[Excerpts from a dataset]
== Segment start ==

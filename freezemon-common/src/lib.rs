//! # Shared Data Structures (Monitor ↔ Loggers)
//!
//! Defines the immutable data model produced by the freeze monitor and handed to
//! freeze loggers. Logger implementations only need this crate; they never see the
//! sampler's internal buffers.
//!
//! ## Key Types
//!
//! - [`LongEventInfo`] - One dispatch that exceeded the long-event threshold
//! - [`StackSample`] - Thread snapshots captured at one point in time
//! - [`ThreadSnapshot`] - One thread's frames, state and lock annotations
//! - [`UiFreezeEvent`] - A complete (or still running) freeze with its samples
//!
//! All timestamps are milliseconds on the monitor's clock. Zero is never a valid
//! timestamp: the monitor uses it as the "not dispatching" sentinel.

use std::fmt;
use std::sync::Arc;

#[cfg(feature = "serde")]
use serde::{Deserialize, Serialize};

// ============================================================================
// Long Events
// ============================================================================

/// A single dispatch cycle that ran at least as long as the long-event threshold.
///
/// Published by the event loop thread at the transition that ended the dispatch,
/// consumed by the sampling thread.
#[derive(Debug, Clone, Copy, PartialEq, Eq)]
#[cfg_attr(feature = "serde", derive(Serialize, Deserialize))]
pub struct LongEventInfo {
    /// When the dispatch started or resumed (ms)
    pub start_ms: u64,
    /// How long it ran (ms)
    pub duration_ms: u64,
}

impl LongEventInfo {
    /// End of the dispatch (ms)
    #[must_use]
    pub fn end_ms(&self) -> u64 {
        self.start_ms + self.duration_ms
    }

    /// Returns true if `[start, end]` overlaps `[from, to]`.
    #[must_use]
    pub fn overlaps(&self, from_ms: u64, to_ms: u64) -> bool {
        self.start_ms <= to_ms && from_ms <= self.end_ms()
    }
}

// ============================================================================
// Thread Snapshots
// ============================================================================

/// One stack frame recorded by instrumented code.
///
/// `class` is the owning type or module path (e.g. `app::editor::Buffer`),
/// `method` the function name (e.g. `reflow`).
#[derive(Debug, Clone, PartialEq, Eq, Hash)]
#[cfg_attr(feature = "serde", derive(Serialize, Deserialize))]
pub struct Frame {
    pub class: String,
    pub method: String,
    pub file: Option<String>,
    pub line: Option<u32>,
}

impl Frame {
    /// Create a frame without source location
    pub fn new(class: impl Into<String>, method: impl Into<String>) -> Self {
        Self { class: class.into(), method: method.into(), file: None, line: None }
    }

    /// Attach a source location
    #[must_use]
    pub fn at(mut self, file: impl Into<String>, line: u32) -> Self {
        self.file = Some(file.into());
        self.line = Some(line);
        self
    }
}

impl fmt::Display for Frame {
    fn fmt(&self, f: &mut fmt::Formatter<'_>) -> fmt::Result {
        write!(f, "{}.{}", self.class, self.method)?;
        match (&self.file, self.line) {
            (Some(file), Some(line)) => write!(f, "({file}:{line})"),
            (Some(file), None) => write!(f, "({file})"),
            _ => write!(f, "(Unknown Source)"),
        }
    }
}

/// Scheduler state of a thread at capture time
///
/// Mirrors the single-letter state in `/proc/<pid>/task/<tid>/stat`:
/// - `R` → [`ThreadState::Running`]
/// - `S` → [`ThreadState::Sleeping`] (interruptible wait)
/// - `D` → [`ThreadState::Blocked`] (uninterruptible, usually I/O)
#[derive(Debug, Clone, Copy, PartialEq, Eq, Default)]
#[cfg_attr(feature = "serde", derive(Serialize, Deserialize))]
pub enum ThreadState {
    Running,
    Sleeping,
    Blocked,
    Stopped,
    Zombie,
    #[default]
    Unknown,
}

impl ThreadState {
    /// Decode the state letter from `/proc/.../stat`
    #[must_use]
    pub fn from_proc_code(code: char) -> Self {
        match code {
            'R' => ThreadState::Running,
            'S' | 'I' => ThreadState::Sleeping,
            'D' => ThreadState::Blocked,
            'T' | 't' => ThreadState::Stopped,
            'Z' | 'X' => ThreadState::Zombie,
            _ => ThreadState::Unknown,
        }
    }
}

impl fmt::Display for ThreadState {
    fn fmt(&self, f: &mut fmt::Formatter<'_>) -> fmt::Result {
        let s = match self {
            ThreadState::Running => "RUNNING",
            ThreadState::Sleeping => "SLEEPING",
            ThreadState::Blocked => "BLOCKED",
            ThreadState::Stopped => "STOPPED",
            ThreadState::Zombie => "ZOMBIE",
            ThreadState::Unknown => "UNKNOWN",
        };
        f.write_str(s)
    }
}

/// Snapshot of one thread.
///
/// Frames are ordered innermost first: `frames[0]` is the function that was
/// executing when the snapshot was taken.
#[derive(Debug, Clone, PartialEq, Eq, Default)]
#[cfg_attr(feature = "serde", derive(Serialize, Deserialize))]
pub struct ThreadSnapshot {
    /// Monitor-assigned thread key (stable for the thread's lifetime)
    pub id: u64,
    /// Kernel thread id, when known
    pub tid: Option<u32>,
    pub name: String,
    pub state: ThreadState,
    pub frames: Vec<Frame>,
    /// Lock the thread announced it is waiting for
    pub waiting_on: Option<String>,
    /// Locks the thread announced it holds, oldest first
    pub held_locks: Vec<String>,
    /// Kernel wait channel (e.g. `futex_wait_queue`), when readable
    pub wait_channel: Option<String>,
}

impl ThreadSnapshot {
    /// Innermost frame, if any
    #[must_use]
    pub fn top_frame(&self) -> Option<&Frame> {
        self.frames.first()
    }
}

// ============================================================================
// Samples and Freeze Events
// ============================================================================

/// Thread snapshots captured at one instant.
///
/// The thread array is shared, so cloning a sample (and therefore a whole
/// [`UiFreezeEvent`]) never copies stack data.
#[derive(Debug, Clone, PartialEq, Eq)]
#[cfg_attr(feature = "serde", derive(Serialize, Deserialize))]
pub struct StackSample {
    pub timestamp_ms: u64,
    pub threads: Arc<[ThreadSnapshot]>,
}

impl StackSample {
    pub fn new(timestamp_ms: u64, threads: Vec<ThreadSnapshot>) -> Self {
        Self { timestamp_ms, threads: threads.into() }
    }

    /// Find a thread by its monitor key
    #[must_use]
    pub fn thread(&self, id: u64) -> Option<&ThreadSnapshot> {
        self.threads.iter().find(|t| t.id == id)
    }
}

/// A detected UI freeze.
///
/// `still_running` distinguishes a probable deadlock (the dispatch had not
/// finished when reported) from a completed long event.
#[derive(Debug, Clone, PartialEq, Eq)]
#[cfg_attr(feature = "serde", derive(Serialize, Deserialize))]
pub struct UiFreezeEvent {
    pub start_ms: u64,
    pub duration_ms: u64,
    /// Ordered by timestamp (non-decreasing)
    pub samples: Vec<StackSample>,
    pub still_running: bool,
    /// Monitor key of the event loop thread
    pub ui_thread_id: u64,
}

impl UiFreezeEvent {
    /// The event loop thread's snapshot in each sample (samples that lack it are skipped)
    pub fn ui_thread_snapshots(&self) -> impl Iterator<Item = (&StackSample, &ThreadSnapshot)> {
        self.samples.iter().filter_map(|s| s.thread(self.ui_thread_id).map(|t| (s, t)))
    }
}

== Segment end ==

— Work to be completed —
Your answer should be the records themselves, returned word for word.

— Solved problem —
filename freezemon-common/src/lib.rs
//! # Shared Data Structures (Monitor ↔ Loggers)
//!
//! Defines the immutable data model produced by the freeze monitor and handed to
//! freeze loggers. Logger implementations only need this crate; they never see the
//! sampler's internal buffers.
//!
//! ## Key Types
//!
//! - [`LongEventInfo`] - One dispatch that exceeded the long-event threshold
//! - [`StackSample`] - Thread snapshots captured at one point in time
//! - [`ThreadSnapshot`] - One thread's frames, state and lock annotations
//! - [`UiFreezeEvent`] - A complete (or still running) freeze with its samples
//!
//! All timestamps are milliseconds on the monitor's clock. Zero is never a valid
//! timestamp: the monitor uses it as the "not dispatching" sentinel.

use std::fmt;
use std::sync::Arc;

#[cfg(feature = "serde")]
use serde::{Deserialize, Serialize};

// ============================================================================
// Long Events
// ============================================================================

/// A single dispatch cycle that ran at least as long as the long-event threshold.
///
/// Published by the event loop thread at the transition that ended the dispatch,
/// consumed by the sampling thread.
#[derive(Debug, Clone, Copy, PartialEq, Eq)]
#[cfg_attr(feature = "serde", derive(Serialize, Deserialize))]
pub struct LongEventInfo {
    /// When the dispatch started or resumed (ms)
    pub start_ms: u64,
    /// How long it ran (ms)
    pub duration_ms: u64,
}

impl LongEventInfo {
    /// End of the dispatch (ms)
    #[must_use]
    pub fn end_ms(&self) -> u64 {
        self.start_ms + self.duration_ms
    }

    /// Returns true if `[start, end]` overlaps `[from, to]`.
    #[must_use]
    pub fn overlaps(&self, from_ms: u64, to_ms: u64) -> bool {
        self.start_ms <= to_ms && from_ms <= self.end_ms()
    }
}

// ============================================================================
// Thread Snapshots
// ============================================================================

/// One stack frame recorded by instrumented code.
///
/// `class` is the owning type or module path (e.g. `app::editor::Buffer`),
/// `method` the function name (e.g. `reflow`).
#[derive(Debug, Clone, PartialEq, Eq, Hash)]
#[cfg_attr(feature = "serde", derive(Serialize, Deserialize))]
pub struct Frame {
    pub class: String,
    pub method: String,
    pub file: Option<String>,
    pub line: Option<u32>,
}

impl Frame {
    /// Create a frame without source location
    pub fn new(class: impl Into<String>, method: impl Into<String>) -> Self {
        Self { class: class.into(), method: method.into(), file: None, line: None }
    }

    /// Attach a source location
    #[must_use]
    pub fn at(mut self, file: impl Into<String>, line: u32) -> Self {
        self.file = Some(file.into());
        self.line = Some(line);
        self
    }
}

impl fmt::Display for Frame {
    fn fmt(&self, f: &mut fmt::Formatter<'_>) -> fmt::Result {
        write!(f, "{}.{}", self.class, self.method)?;
        match (&self.file, self.line) {
            (Some(file), Some(line)) => write!(f, "({file}:{line})"),
            (Some(file), None) => write!(f, "({file})"),
            _ => write!(f, "(Unknown Source)"),
        }
    }
}

/// Scheduler state of a thread at capture time
///
/// Mirrors the single-letter state in `/proc/<pid>/task/<tid>/stat`:
/// - `R` → [`ThreadState::Running`]
/// - `S` → [`ThreadState::Sleeping`] (interruptible wait)
/// - `D` → [`ThreadState::Blocked`] (uninterruptible, usually I/O)
#[derive(Debug, Clone, Copy, PartialEq, Eq, Default)]
#[cfg_attr(feature = "serde", derive(Serialize, Deserialize))]
pub enum ThreadState {
    Running,
    Sleeping,
    Blocked,
    Stopped,
    Zombie,
    #[default]
    Unknown,
}

impl ThreadState {
    /// Decode the state letter from `/proc/.../stat`
    #[must_use]
    pub fn from_proc_code(code: char) -> Self {
        match code {
            'R' => ThreadState::Running,
            'S' | 'I' => ThreadState::Sleeping,
            'D' => ThreadState::Blocked,
            'T' | 't' => ThreadState::Stopped,
            'Z' | 'X' => ThreadState::Zombie,
            _ => ThreadState::Unknown,
        }
    }
}

impl fmt::Display for ThreadState {
    fn fmt(&self, f: &mut fmt::Formatter<'_>) -> fmt::Result {
        let s = match self {
            ThreadState::Running => "RUNNING",
            ThreadState::Sleeping => "SLEEPING",
            ThreadState::Blocked => "BLOCKED",
            ThreadState::Stopped => "STOPPED",
            ThreadState::Zombie => "ZOMBIE",
            ThreadState::Unknown => "UNKNOWN",
        };
        f.write_str(s)
    }
}

/// Snapshot of one thread.
///
/// Frames are ordered innermost first: `frames[0]` is the function that was
/// executing when the snapshot was taken.
#[derive(Debug, Clone, PartialEq, Eq, Default)]
#[cfg_attr(feature = "serde", derive(Serialize, Deserialize))]
pub struct ThreadSnapshot {
    /// Monitor-assigned thread key (stable for the thread's lifetime)
    pub id: u64,
    /// Kernel thread id, when known
    pub tid: Option<u32>,
    pub name: String,
    pub state: ThreadState,
    pub frames: Vec<Frame>,
    /// Lock the thread announced it is waiting for
    pub waiting_on: Option<String>,
    /// Locks the thread announced it holds, oldest first
    pub held_locks: Vec<String>,
    /// Kernel wait channel (e.g. `futex_wait_queue`), when readable
    pub wait_channel: Option<String>,
}

impl ThreadSnapshot {
    /// Innermost frame, if any
    #[must_use]
    pub fn top_frame(&self) -> Option<&Frame> {
        self.frames.first()
    }
}

// ============================================================================
// Samples and Freeze Events
// ============================================================================

/// Thread snapshots captured at one instant.
///
/// The thread array is shared, so cloning a sample (and therefore a whole
/// [`UiFreezeEvent`]) never copies stack data.
#[derive(Debug, Clone, PartialEq, Eq)]
#[cfg_attr(feature = "serde", derive(Serialize, Deserialize))]
pub struct StackSample {
    pub timestamp_ms: u64,
    pub threads: Arc<[ThreadSnapshot]>,
}

impl StackSample {
    pub fn new(timestamp_ms: u64, threads: Vec<ThreadSnapshot>) -> Self {
        Self { timestamp_ms, threads: threads.into() }
    }

    /// Find a thread by its monitor key
    #[must_use]
    pub fn thread(&self, id: u64) -> Option<&ThreadSnapshot> {
        self.threads.iter().find(|t| t.id == id)
    }
}

/// A detected UI freeze.
///
/// `still_running` distinguishes a probable deadlock (the dispatch had not
/// finished when reported) from a completed long event.
#[derive(Debug, Clone, PartialEq, Eq)]
#[cfg_attr(feature = "serde", derive(Serialize, Deserialize))]
pub struct UiFreezeEvent {
    pub start_ms: u64,
    pub duration_ms: u64,
    /// Ordered by timestamp (non-decreasing)
    pub samples: Vec<StackSample>,
    pub still_running: bool,
    /// Monitor key of the event loop thread
    pub ui_thread_id: u64,
}

impl UiFreezeEvent {
    /// The event loop thread's snapshot in each sample (samples that lack it are skipped)
    pub fn ui_thread_snapshots(&self) -> impl Iterator<Item = (&StackSample, &ThreadSnapshot)> {
        self.samples.iter().filter_map(|s| s.thread(self.ui_thread_id).map(|t| (s, t)))
    }
}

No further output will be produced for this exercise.